The First 30 Days: Lake's Moves Inspire UW Football Masses

Dan Raley

Jimmy Lake was an aggressive football player in his time, a big hitter in the secondary, an attention-getter.

He seems intent on bringing the same hellbent approach to his new job as Washington football coach. It's a notable departure from his more sedate predecessor, Chris Petersen. 

At halftime of Saturday's Oregon-UW basketball game, Lake took the floor, held a microphone and whipped the fans into a frenzy, reminding them of who had the Pac-12's No. 1 recruiting class and that Michigan was first up on the 2020 schedule. 

While he promised to follow the Petersen coaching recipe when he took the  job, Lake is clearly spicing things up in his first 30 days as the program leader and putting his stamp on things. Consider the following oratory: 

"We have a couple of dates to remember here: on April 25th, we want to have the highest-attended spring game in the country," he said, raising his voice while addressing the sold-out Alaska Airlines Arena, "and on September 5th, there's this team from the Big Ten that's coming across here and we want to send them back to Ann Arbor with a big L! Go Dawgs!"

Petersen was more cerebral and never much cared for putting on an emotional display, let alone wanted to participate in the continuous give-and-take with the media. Lake appears to revel in all of it and enjoy the salesmanship part of the job.

The new UW football mastermind had zero recruiting defections after the coaching change; in fact, he was able to encourage a couple of prospects sitting on the commitment fence to re-up. The new players seem to like his extroverted style. 

Outside of three early departures for the NFL, in quarterback Jacob Eason, tight end Hunter Bryant and running back Salvon Ahmed, Lake has lost only reserve linebacker Ariel Ngata to transfer. Guys want to play for him.

"I'm most excited about Jimmy Lake because I've heard his players talk about him and they've been very positive," said Steve Pelluer, former UW and NFL quarterback and 1983 Pac-10 Offensive Player of the Year, whose son Zeke is redshirt freshman tight end.

Now with spring football practice fast approaching, Lake this past week disclosed on KJR radio that he wants to return to a traditional, four-quarter game rather than the more cautious and convoluted scrimmage that's been in place. 

While a vast majority of the UW fan base highly approved of the Petersen era, and won't forget the championships he won and the foundation he built, Huskies followers are embracing the swashbuckling style of Lake. It's different. 

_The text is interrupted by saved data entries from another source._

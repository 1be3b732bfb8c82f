//! `admin-fetch` holds two helpers for admin REST clients:
//!
//! - [`fetch_with_error`] / [`Fetcher::fetch_with_error`] send a request and
//!   turn any non-2xx response into a [`NetworkError`] whose message is
//!   derived from the response body.
//! - [`retry`] re-runs an async operation with a linear backoff while its
//!   failures look transient (status >= 500 or an `unknown_error` message).

mod error;
mod fetch;
mod message;
mod options;
mod retry;

pub use error::{FetchError, NetworkError, ResponseParts};
pub use fetch::{fetch_with_error, parse_response, FetchInput, Fetcher};
pub use message::{error_message, preview, PREVIEW_LIMIT};
pub use options::{RequestInit, RetryOptions};
pub use retry::{
    backoff_delay, retry, retry_default, retry_with_report, GiveUp, RetryError,
    RetryableFailure, UNKNOWN_ERROR_MARKER,
};

pub type Result<T> = std::result::Result<T, FetchError>;
use admin_fetch::{retry, Fetcher, RequestInit, RetryOptions};

#[tokio::main]
async fn main() -> anyhow::Result<()> {
    let base_url = std::env::var("ADMIN_BASE_URL")?;
    let token = std::env::var("ADMIN_TOKEN")?;

    let fetcher = Fetcher::new();
    let url = format!("{}/admin/realms", base_url.trim_end_matches('/'));

    let response = retry(
        || {
            fetcher.fetch_with_error(url.as_str(), Some(RequestInit::new().with_bearer(&token)))
        },
        RetryOptions::default(),
    )
    .await?;

    let realms: serde_json::Value = response.json().await?;
    println!("{realms:#}");

    Ok(())
}
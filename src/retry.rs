use std::borrow::Cow;
use std::error::Error as StdError;
use std::fmt;
use std::future::Future;
use std::time::Duration;

use tokio::time::sleep;

use crate::{FetchError, NetworkError, RetryOptions};

/// Message marker that makes an otherwise unclassified failure retryable.
pub const UNKNOWN_ERROR_MARKER: &str = "unknown_error";

/// What [`retry`] needs to know about a failure to decide whether to try again.
pub trait RetryableFailure {
    /// HTTP status carried by the failure, if any.
    fn status(&self) -> Option<u16> {
        None
    }

    fn message(&self) -> Cow<'_, str>;

    /// Server errors (status >= 500) and failures whose message mentions
    /// [`UNKNOWN_ERROR_MARKER`] are worth another attempt.
    fn is_retry_eligible(&self) -> bool {
        self.status().is_some_and(|status| status >= 500)
            || self.message().contains(UNKNOWN_ERROR_MARKER)
    }
}

impl RetryableFailure for NetworkError {
    fn status(&self) -> Option<u16> {
        Some(NetworkError::status(self).as_u16())
    }

    fn message(&self) -> Cow<'_, str> {
        Cow::Borrowed(NetworkError::message(self))
    }
}

impl RetryableFailure for reqwest::Error {
    fn status(&self) -> Option<u16> {
        reqwest::Error::status(self).map(|status| status.as_u16())
    }

    fn message(&self) -> Cow<'_, str> {
        Cow::Owned(self.to_string())
    }
}

impl RetryableFailure for FetchError {
    fn status(&self) -> Option<u16> {
        FetchError::status(self).map(|status| status.as_u16())
    }

    fn message(&self) -> Cow<'_, str> {
        match self {
            Self::Network(err) => RetryableFailure::message(err),
            other => Cow::Owned(other.to_string()),
        }
    }
}

impl RetryableFailure for str {
    fn message(&self) -> Cow<'_, str> {
        Cow::Borrowed(self)
    }
}

impl RetryableFailure for String {
    fn message(&self) -> Cow<'_, str> {
        Cow::Borrowed(self)
    }
}

impl RetryableFailure for Box<dyn StdError + Send + Sync> {
    fn status(&self) -> Option<u16> {
        boxed_status(&**self)
    }

    fn message(&self) -> Cow<'_, str> {
        Cow::Owned(self.to_string())
    }
}

impl RetryableFailure for Box<dyn StdError> {
    fn status(&self) -> Option<u16> {
        boxed_status(&**self)
    }

    fn message(&self) -> Cow<'_, str> {
        Cow::Owned(self.to_string())
    }
}

/// Recovers the HTTP status of a type-erased error raised by this crate or by
/// `reqwest`.
fn boxed_status(err: &(dyn StdError + 'static)) -> Option<u16> {
    if let Some(err) = err.downcast_ref::<FetchError>() {
        return RetryableFailure::status(err);
    }
    if let Some(err) = err.downcast_ref::<NetworkError>() {
        return RetryableFailure::status(err);
    }
    err.downcast_ref::<reqwest::Error>()
        .and_then(RetryableFailure::status)
}

impl<T: RetryableFailure + ?Sized> RetryableFailure for &T {
    fn status(&self) -> Option<u16> {
        (**self).status()
    }

    fn message(&self) -> Cow<'_, str> {
        (**self).message()
    }
}

/// Why [`retry_with_report`] stopped.
#[derive(Clone, Copy, Debug, Eq, PartialEq)]
pub enum GiveUp {
    /// The last allowed attempt failed.
    Exhausted,
    /// The failure was not retry-eligible.
    NotRetryable,
}

/// Last failure of [`retry_with_report`] together with how it got there.
#[derive(Debug)]
pub struct RetryError<E> {
    pub error: E,
    /// Number of times the operation was invoked.
    pub attempts: usize,
    pub reason: GiveUp,
}

impl<E> RetryError<E> {
    pub fn into_inner(self) -> E {
        self.error
    }
}

impl<E: fmt::Display> fmt::Display for RetryError<E> {
    fn fmt(&self, f: &mut fmt::Formatter<'_>) -> fmt::Result {
        let noun = if self.attempts == 1 { "attempt" } else { "attempts" };
        write!(f, "gave up after {} {noun}: {}", self.attempts, self.error)
    }
}

impl<E: StdError + 'static> StdError for RetryError<E> {
    fn source(&self) -> Option<&(dyn StdError + 'static)> {
        Some(&self.error)
    }
}

/// Pause after attempt `attempt` (1-indexed): `backoff_ms * attempt`.
pub fn backoff_delay(backoff_ms: u64, attempt: usize) -> Duration {
    let attempt = u64::try_from(attempt).unwrap_or(u64::MAX);
    Duration::from_millis(backoff_ms.saturating_mul(attempt))
}

/// Invokes `op` until it succeeds, up to `options.attempts` times.
///
/// Only retry-eligible failures are retried, after waiting
/// `backoff_ms * attempt`. The failure that ends the loop is returned as-is.
///
/// ```no_run
/// use admin_fetch::{fetch_with_error, retry, RetryOptions};
///
/// # async fn run() -> admin_fetch::Result<()> {
/// let response = retry(
///     || fetch_with_error("http://localhost:8080/admin/realms", None),
///     RetryOptions::default(),
/// )
/// .await?;
/// # let _ = response;
/// # Ok(())
/// # }
/// ```
pub async fn retry<T, E, F, Fut>(op: F, options: RetryOptions) -> Result<T, E>
where
    F: FnMut() -> Fut,
    Fut: Future<Output = Result<T, E>>,
    E: RetryableFailure,
{
    retry_with_report(op, options)
        .await
        .map_err(RetryError::into_inner)
}

/// [`retry`] with three attempts and a 200 ms backoff unit.
pub async fn retry_default<T, E, F, Fut>(op: F) -> Result<T, E>
where
    F: FnMut() -> Fut,
    Fut: Future<Output = Result<T, E>>,
    E: RetryableFailure,
{
    retry(op, RetryOptions::default()).await
}

/// Same loop as [`retry`], but reports how many attempts were made and
/// whether it stopped on exhaustion or on a non-retryable failure.
pub async fn retry_with_report<T, E, F, Fut>(
    mut op: F,
    options: RetryOptions,
) -> Result<T, RetryError<E>>
where
    F: FnMut() -> Fut,
    Fut: Future<Output = Result<T, E>>,
    E: RetryableFailure,
{
    let attempts = options.attempts.max(1);
    let mut attempt = 1usize;

    loop {
        let error = match op().await {
            Ok(value) => return Ok(value),
            Err(error) => error,
        };

        // The final attempt ends the loop without looking at the failure.
        if attempt >= attempts {
            #[cfg(feature = "tracing")]
            tracing::warn!(attempt, "giving up, attempts exhausted: {}", error.message());

            return Err(RetryError {
                error,
                attempts: attempt,
                reason: GiveUp::Exhausted,
            });
        }

        if !error.is_retry_eligible() {
            #[cfg(feature = "tracing")]
            tracing::warn!(attempt, "giving up, failure not retryable: {}", error.message());

            return Err(RetryError {
                error,
                attempts: attempt,
                reason: GiveUp::NotRetryable,
            });
        }

        wait_before_retry(options.backoff_ms, attempt).await;
        attempt += 1;
    }
}

async fn wait_before_retry(backoff_ms: u64, attempt: usize) {
    let delay = backoff_delay(backoff_ms, attempt);

    #[cfg(feature = "tracing")]
    tracing::debug!(attempt, "retrying after {} ms", delay.as_millis());

    sleep(delay).await;
}
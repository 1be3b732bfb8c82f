use std::time::Duration;

use reqwest::Method;
use serde::Serialize;

/// Configures how many times [`crate::retry`] invokes an operation and how
/// long it waits in between.
#[derive(Clone, Copy, Debug, Eq, PartialEq)]
pub struct RetryOptions {
    /// Total number of invocations, including the first one. Zero is treated as one.
    pub attempts: usize,
    /// Backoff unit in milliseconds; the wait after attempt `n` is `backoff_ms * n`.
    pub backoff_ms: u64,
}

impl Default for RetryOptions {
    fn default() -> Self {
        Self {
            attempts: 3,
            backoff_ms: 200,
        }
    }
}

impl RetryOptions {
    pub fn new(attempts: usize, backoff_ms: u64) -> Self {
        Self {
            attempts,
            backoff_ms,
        }
    }

    pub fn with_attempts(mut self, attempts: usize) -> Self {
        self.attempts = attempts;
        self
    }

    pub fn with_backoff_ms(mut self, backoff_ms: u64) -> Self {
        self.backoff_ms = backoff_ms;
        self
    }
}

/// Request options applied on top of a [`crate::FetchInput`].
///
/// Every field is optional; unset fields leave the request untouched.
#[derive(Clone, Debug, Default, PartialEq)]
pub struct RequestInit {
    pub method: Option<Method>,
    /// Header name/value pairs, validated when the request is sent.
    pub headers: Vec<(String, String)>,
    pub body: Option<Vec<u8>>,
    pub timeout: Option<Duration>,
}

impl RequestInit {
    pub fn new() -> Self {
        Self::default()
    }

    pub fn with_method(mut self, method: Method) -> Self {
        self.method = Some(method);
        self
    }

    pub fn with_header(mut self, name: impl Into<String>, value: impl Into<String>) -> Self {
        self.headers.push((name.into(), value.into()));
        self
    }

    /// Adds an `Authorization: Bearer <token>` header.
    ///
    /// If the token already carries the `Bearer ` prefix it is kept as-is.
    pub fn with_bearer(self, token: impl AsRef<str>) -> Self {
        let authorization = normalize_bearer_authorization(token.as_ref());
        self.with_header("authorization", authorization)
    }

    pub fn with_body(mut self, body: impl Into<Vec<u8>>) -> Self {
        self.body = Some(body.into());
        self
    }

    /// Serializes `value` as the body and sets `content-type: application/json`.
    pub fn with_json<T: Serialize + ?Sized>(self, value: &T) -> serde_json::Result<Self> {
        let body = serde_json::to_vec(value)?;
        Ok(self
            .with_header("content-type", "application/json")
            .with_body(body))
    }

    pub fn with_timeout_ms(mut self, timeout_ms: u64) -> Self {
        self.timeout = Some(Duration::from_millis(timeout_ms));
        self
    }
}

fn normalize_bearer_authorization(token: &str) -> String {
    let trimmed = token.trim();
    let prefix = trimmed.get(..7);
    if prefix.is_some_and(|value| value.eq_ignore_ascii_case("bearer ")) {
        trimmed.to_owned()
    } else {
        format!("Bearer {trimmed}")
    }
}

Of the criticisms of the departed Petersen, he came off as much more conservative than the reputation he earned at Boise State. He did not resemble the noted trickster who completely befuddled Oklahoma and won 43-42 in the 2007 Fiesta Bowl.

Fans envision Lake being far more aggressive with the offensive and defensive play-calling while encouraging his players to fly around more on the field and put on a show. 

They see Jimmy Lake using his more extroverted personality that was on display during halftime of Saturday's basketball game and making things more fun.